--- START ---

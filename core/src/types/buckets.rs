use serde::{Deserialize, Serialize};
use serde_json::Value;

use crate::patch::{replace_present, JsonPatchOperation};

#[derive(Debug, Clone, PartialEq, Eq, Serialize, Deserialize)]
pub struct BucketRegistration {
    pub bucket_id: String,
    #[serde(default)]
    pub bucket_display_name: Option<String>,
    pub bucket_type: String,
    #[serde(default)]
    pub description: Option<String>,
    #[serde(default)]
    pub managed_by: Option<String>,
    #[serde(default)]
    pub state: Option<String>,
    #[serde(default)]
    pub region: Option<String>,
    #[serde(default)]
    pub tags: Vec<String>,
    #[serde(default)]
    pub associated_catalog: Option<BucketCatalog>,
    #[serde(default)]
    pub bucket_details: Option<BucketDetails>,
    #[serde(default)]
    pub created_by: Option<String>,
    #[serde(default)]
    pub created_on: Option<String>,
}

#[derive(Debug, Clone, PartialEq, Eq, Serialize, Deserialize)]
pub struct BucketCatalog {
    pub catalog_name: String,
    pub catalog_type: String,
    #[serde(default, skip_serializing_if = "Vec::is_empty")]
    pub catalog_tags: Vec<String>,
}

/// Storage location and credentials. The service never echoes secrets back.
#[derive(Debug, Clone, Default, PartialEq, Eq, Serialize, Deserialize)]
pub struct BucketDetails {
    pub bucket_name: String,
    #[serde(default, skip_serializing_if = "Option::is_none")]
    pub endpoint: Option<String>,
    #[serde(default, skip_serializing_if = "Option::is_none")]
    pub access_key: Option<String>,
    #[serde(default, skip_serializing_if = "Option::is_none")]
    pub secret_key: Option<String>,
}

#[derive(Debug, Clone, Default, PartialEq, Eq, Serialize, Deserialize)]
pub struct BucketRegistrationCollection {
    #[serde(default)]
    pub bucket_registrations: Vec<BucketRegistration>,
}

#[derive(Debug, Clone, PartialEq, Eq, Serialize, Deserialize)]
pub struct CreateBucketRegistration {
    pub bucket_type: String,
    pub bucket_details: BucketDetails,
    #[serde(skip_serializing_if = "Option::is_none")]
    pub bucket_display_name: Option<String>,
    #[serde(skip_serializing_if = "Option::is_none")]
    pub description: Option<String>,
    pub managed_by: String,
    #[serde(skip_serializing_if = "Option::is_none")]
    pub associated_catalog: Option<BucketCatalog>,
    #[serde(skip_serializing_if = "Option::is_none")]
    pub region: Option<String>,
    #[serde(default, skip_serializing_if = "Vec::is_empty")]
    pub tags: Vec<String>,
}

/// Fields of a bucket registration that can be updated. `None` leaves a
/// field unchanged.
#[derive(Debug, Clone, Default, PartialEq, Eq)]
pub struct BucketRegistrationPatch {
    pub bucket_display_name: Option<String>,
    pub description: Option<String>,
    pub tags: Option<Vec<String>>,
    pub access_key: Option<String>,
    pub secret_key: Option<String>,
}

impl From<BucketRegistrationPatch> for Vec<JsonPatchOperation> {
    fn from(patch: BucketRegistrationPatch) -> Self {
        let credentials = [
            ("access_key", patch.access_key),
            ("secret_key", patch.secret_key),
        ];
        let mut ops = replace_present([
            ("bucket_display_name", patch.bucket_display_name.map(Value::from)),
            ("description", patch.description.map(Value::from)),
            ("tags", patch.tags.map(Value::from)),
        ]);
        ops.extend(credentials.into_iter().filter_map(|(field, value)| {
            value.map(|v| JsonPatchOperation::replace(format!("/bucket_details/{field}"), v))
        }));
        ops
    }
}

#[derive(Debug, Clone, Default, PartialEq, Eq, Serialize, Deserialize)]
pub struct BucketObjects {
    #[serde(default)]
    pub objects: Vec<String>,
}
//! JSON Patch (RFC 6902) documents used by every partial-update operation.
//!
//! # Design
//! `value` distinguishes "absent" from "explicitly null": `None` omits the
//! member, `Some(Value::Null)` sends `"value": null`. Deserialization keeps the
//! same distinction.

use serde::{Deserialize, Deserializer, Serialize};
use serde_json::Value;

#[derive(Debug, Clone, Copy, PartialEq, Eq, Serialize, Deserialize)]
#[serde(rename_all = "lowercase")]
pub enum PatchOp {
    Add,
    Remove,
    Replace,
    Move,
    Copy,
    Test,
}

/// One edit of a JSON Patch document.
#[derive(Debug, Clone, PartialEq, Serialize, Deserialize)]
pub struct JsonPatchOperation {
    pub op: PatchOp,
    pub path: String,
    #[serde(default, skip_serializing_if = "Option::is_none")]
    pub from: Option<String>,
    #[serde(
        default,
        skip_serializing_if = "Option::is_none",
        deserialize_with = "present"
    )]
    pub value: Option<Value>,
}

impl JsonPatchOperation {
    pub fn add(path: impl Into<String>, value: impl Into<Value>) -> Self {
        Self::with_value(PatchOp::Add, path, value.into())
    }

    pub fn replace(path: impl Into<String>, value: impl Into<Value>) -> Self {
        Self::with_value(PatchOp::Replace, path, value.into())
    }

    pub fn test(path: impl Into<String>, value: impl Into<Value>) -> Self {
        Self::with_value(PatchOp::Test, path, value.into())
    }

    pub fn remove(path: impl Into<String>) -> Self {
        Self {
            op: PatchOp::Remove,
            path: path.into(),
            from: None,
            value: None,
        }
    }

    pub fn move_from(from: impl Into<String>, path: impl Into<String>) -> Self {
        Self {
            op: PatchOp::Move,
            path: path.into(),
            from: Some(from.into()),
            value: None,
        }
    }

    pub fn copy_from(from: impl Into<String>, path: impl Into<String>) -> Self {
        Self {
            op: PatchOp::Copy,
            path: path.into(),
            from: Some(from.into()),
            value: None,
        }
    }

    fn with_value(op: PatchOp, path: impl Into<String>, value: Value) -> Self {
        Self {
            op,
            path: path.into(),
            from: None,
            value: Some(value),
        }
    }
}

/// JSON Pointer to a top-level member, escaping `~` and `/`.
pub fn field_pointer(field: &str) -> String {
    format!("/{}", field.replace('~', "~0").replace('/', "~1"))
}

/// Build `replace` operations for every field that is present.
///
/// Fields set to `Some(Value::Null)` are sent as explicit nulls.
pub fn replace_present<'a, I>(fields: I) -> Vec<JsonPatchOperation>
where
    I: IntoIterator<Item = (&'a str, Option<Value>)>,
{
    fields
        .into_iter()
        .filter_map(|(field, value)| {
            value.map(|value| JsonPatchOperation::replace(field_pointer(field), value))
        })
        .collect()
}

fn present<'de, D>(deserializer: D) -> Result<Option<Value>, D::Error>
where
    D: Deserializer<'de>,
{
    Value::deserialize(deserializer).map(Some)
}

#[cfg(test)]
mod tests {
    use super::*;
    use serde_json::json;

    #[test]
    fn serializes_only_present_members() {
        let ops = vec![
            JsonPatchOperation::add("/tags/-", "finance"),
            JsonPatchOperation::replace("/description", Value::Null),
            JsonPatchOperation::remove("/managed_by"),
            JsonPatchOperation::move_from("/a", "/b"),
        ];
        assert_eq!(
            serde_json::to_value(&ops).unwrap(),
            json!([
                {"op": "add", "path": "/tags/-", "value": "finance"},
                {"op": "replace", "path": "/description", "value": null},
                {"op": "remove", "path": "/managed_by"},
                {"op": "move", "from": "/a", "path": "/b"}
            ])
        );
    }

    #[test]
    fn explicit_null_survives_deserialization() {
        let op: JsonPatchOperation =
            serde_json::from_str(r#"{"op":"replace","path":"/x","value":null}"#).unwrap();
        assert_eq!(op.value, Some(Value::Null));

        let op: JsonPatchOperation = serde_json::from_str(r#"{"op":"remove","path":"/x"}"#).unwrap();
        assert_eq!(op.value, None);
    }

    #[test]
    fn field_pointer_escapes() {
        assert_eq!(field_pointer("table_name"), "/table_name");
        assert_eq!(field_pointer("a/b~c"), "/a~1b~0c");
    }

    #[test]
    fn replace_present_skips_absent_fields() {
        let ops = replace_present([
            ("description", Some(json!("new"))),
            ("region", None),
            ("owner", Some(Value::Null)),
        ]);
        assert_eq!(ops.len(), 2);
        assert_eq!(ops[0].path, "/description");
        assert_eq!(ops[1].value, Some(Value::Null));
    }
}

--- END ---

Assigned task: Some lines in the data above hold the string "unwrap". Find and copy each of them.

Output for this task:
            serde_json::to_value(&ops).unwrap(),
            serde_json::from_str(r#"{"op":"replace","path":"/x","value":null}"#).unwrap();
        let op: JsonPatchOperation = serde_json::from_str(r#"{"op":"remove","path":"/x"}"#).unwrap();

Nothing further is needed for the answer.